No Test walkovers
01 June 2012 | JON SWIFT
England may well have arrived in South Africa on winter-whitened legs, but they do so in the wake of a tough Six Nations tournament and a full round of European rugby.
But to dismiss them going into the three Test matches to come – and the two Wednesday games – would be courting disaster.
It is a mindset which worked against South Africa in the single Test at Ellis Park in 1972 when fullback Sam Doble kicked a makeshift Springbok team to perdition.
And a bit like the arrogance with which the Boks approached the two-Test series against England in 1994, when flyhalf Rob Andrew caught everyone napping to light the fuse of a 32-15 victory with an individualistic tap penalty that left the Boks grasping at fresh air in the first Test at Loftus.
Yes, we got our own back with a 27-9 win in the second Test at Newlands, but any hopes of winning the series had disappeared in the thin atmosphere of the highveld.
Simply put, England are not to be underestimated, and this particular England side are, to borrow loosely from the idiom of former Bok coach Peter de Villiers, not a bunch likely to pull on ballet shoes and tutus in the change room.
In this year’s Six Nations, England – typified as an experimental side under an acting coach and with a young, largely untried skipper – built momentum perfectly.

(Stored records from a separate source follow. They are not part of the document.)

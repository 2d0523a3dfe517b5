/// Enumeration constant tables for decoding raw API values
use std::collections::{BTreeMap, HashMap};

use log::debug;

/// An API enumeration constant and the metadata used to index it
#[derive(Debug, Clone, PartialEq, Eq)]
pub struct EnumConstant {
    pub name: String,
    pub value: i64,
    /// Features (API versions or extensions) requiring the constant
    pub required_by: Vec<String>,
    /// Bitmask group the constant belongs to, if it is a mask bit
    pub bitmask: Option<String>,
}

impl EnumConstant {
    pub fn new(name: impl Into<String>, value: i64) -> Self {
        Self {
            name: name.into(),
            value,
            required_by: Vec::new(),
            bitmask: None,
        }
    }

    pub fn required_by(mut self, feature: impl Into<String>) -> Self {
        self.required_by.push(feature.into());
        self
    }

    pub fn in_bitmask(mut self, group: impl Into<String>) -> Self {
        self.bitmask = Some(group.into());
        self
    }
}

/// Value to name lookup tables for plain enumerations and bitmask groups
#[derive(Debug, Clone, Default)]
pub struct EnumRegistry {
    names: HashMap<i64, String>,
    bitmasks: HashMap<String, BTreeMap<i64, String>>,
}

impl EnumRegistry {
    /// Index constants by value.
    ///
    /// Constants not required by any feature are skipped. Bitmask members are
    /// indexed only in their group. When several constants share a value the
    /// first one keeps the name.
    pub fn from_constants<I>(constants: I) -> Self
    where
        I: IntoIterator<Item = EnumConstant>,
    {
        let mut registry = Self::default();
        let mut skipped = 0usize;

        for constant in constants {
            if constant.required_by.is_empty() {
                skipped += 1;
                continue;
            }

            match constant.bitmask {
                None => {
                    registry.names.entry(constant.value).or_insert(constant.name);
                }
                Some(group) => {
                    registry
                        .bitmasks
                        .entry(group)
                        .or_default()
                        .entry(constant.value)
                        .or_insert(constant.name);
                }
            }
        }

        debug!(
            "enum registry: {} names, {} bitmask groups, {} constants without feature",
            registry.names.len(),
            registry.bitmasks.len(),
            skipped
        );
        registry
    }

    /// Name of a plain enumeration value, if known
    pub fn enum_name(&self, value: i64) -> Option<&str> {
        self.names.get(&value).map(String::as_str)
    }

    /// Members of a bitmask group, ordered by value
    pub fn bitmask_names(&self, group: &str) -> Option<&BTreeMap<i64, String>> {
        self.bitmasks.get(group)
    }

    pub fn bitmask_groups(&self) -> impl Iterator<Item = &str> {
        self.bitmasks.keys().map(String::as_str)
    }

    /// Decode a mask value as `A | B | 0x..`; `None` if the group is unknown.
    pub fn format_bitmask(&self, group: &str, value: i64) -> Option<String> {
        let names = self.bitmasks.get(group)?;

        if let Some(name) = names.get(&value) {
            return Some(name.clone());
        }
        if value == 0 {
            return Some("0".to_string());
        }

        let mut parts: Vec<String> = Vec::new();
        let mut remaining = value;
        for (&bits, name) in names {
            if bits != 0 && remaining & bits == bits {
                parts.push(name.clone());
                remaining &= !bits;
            }
        }
        if remaining != 0 {
            parts.push(format!("0x{:X}", remaining));
        }

        Some(parts.join(" | "))
    }

    /// Number of plain enumeration names
    pub fn len(&self) -> usize {
        self.names.len()
    }

    /// True when there are no plain enumeration names, whatever the bitmask groups hold
    pub fn is_empty(&self) -> bool {
        self.names.is_empty()
    }
}

#[cfg(test)]
mod tests {
    use super::*;

    fn registry() -> EnumRegistry {
        EnumRegistry::from_constants([
            EnumConstant::new("GL_NO_ERROR", 0).required_by("GL_VERSION_1_0"),
            EnumConstant::new("GL_TEXTURE_2D", 0x0DE1).required_by("GL_VERSION_1_0"),
            EnumConstant::new("GL_TEXTURE_2D_EXT", 0x0DE1).required_by("GL_EXT_texture"),
            EnumConstant::new("GL_UNUSED", 0x1234),
            EnumConstant::new("GL_DEPTH_BUFFER_BIT", 0x100)
                .required_by("GL_VERSION_1_0")
                .in_bitmask("ClearBufferMask"),
            EnumConstant::new("GL_STENCIL_BUFFER_BIT", 0x400)
                .required_by("GL_VERSION_1_0")
                .in_bitmask("ClearBufferMask"),
            EnumConstant::new("GL_COLOR_BUFFER_BIT", 0x4000)
                .required_by("GL_VERSION_1_0")
                .in_bitmask("ClearBufferMask"),
        ])
    }

    #[test]
    fn test_plain_names() {
        let registry = registry();
        assert_eq!(registry.enum_name(0x0DE1), Some("GL_TEXTURE_2D"));
        assert_eq!(registry.enum_name(0), Some("GL_NO_ERROR"));
        assert_eq!(registry.len(), 2);
    }

    #[test]
    fn test_len_counts_plain_names_only() {
        let registry = EnumRegistry::from_constants([EnumConstant::new("GL_COLOR_BUFFER_BIT", 0x4000)
            .required_by("GL_VERSION_1_0")
            .in_bitmask("ClearBufferMask")]);
        assert_eq!(registry.len(), 0);
        assert!(registry.is_empty());
        assert_eq!(registry.bitmask_groups().count(), 1);
        assert!(EnumRegistry::default().is_empty());
    }

    #[test]
    fn test_constants_without_feature_are_skipped() {
        assert_eq!(registry().enum_name(0x1234), None);
    }

    #[test]
    fn test_bitmask_members_stay_in_their_group() {
        let registry = registry();
        assert_eq!(registry.enum_name(0x4000), None);

        let group = registry.bitmask_names("ClearBufferMask").unwrap();
        assert_eq!(group.len(), 3);
        assert_eq!(group.get(&0x100).map(String::as_str), Some("GL_DEPTH_BUFFER_BIT"));
        assert_eq!(registry.bitmask_groups().collect::<Vec<_>>(), vec!["ClearBufferMask"]);
    }

    #[test]
    fn test_format_bitmask() {
        let registry = registry();
        assert_eq!(
            registry.format_bitmask("ClearBufferMask", 0x4100).as_deref(),
            Some("GL_DEPTH_BUFFER_BIT | GL_COLOR_BUFFER_BIT")
        );
        assert_eq!(
            registry.format_bitmask("ClearBufferMask", 0x400).as_deref(),
            Some("GL_STENCIL_BUFFER_BIT")
        );
        assert_eq!(
            registry.format_bitmask("ClearBufferMask", 0x4001).as_deref(),
            Some("GL_COLOR_BUFFER_BIT | 0x1")
        );
        assert_eq!(registry.format_bitmask("ClearBufferMask", 0).as_deref(), Some("0"));
        assert_eq!(registry.format_bitmask("MissingMask", 1), None);
    }
}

They somehow got past Scotland, beat Italy, lost to eventual winners Wales, then came of age by doing the near unthinkable and beating France in Paris, before rounding out their tournament with a 30-9 win over Ireland at Twickenham.
We must also take cognisance of the fact that South Africa are in a very similar position right now.
Meyer is new to the job and has had little time to gather his thoughts before being rushed into a series slotted into an artificial gap in a bruising Super Rugby campaign.
He will have a new captain in a line-up where options have been shaved to the bone by a spate of injuries that would choke any emergency ward.
And the coach will not have the luxury of one of the world’s great lock pairings, with Victor Matfield retired and Bakkies Botha in France.
To add to the lineout woes, England lock Mouritz Botha was born in Vryheid, so calls of the “een, drie, nege” variety on the Springbok put in will hardly be foreign to his ruck-roughened ears.
Still, this is home soil and we should win, but it’s no freewheel.